■ Problem statement:
Give back the line containing "perms.set_mode(0o755);" along with every line after it, exactly, until the entries end.

■ Recorded information:
--- START ---

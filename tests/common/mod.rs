//! Shared fixtures: a scripted fake server that speaks just enough of the
//! Bedrock console protocol for the supervisor and backup tests.
#![allow(dead_code)]

use std::path::{Path, PathBuf};

use warden::LaunchSpec;

/// World directory name used across the fixtures.
pub const WORLD: &str = "world";

/// Writes a fake server script that prints the ready banner and answers
/// the save-protocol commands.
///
/// Knobs via environment variables:
/// - `MANIFEST`: the line echoed after `save query`
/// - `HOLD_DELAY`: seconds to sleep before acknowledging `save hold`
pub fn write_fake_server(dir: &Path) -> PathBuf {
    let script = r#"#!/bin/sh
echo "[2024-01-01 00:00:00 INFO] Version: 1.20.81.01"
echo "[2024-01-01 00:00:01 INFO] Server started."
while IFS= read -r line; do
  case "$line" in
    "save hold") sleep "${HOLD_DELAY:-0}"; echo "Saving..." ;;
    "save query") echo "Data saved. Files are now ready to be copied."; echo "$MANIFEST" ;;
    "save resume") echo "Changes to the level are resumed." ;;
    "stop") echo "Quit correctly"; exit 0 ;;
    *) echo "Unknown command: $line" ;;
  esac
done
exit 0
"#;
    write_script(dir, "fake_server.sh", script)
}

/// Writes a server that exits with a non-zero status immediately.
pub fn write_crashing_server(dir: &Path) -> PathBuf {
    write_script(dir, "crashing_server.sh", "#!/bin/sh\nexit 1\n")
}

/// Launch spec for a scripted server in `dir` with extra environment.
pub fn script_spec(binary: &Path, dir: &Path, env: Vec<(String, String)>) -> LaunchSpec {
    LaunchSpec {
        binary: binary.to_path_buf(),
        working_dir: dir.to_path_buf(),
        env,
    }
}

fn write_script(dir: &Path, name: &str, contents: &str) -> PathBuf {
    use std::os::unix::fs::PermissionsExt;

    let path = dir.join(name);
    std::fs::write(&path, contents).unwrap();
    let mut perms = std::fs::metadata(&path).unwrap().permissions();
    perms.set_mode(0o755);
    std::fs::set_permissions(&path, perms).unwrap();
    path
}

--- END ---

■ Answer to the problem:
    perms.set_mode(0o755);
    std::fs::set_permissions(&path, perms).unwrap();
    path
}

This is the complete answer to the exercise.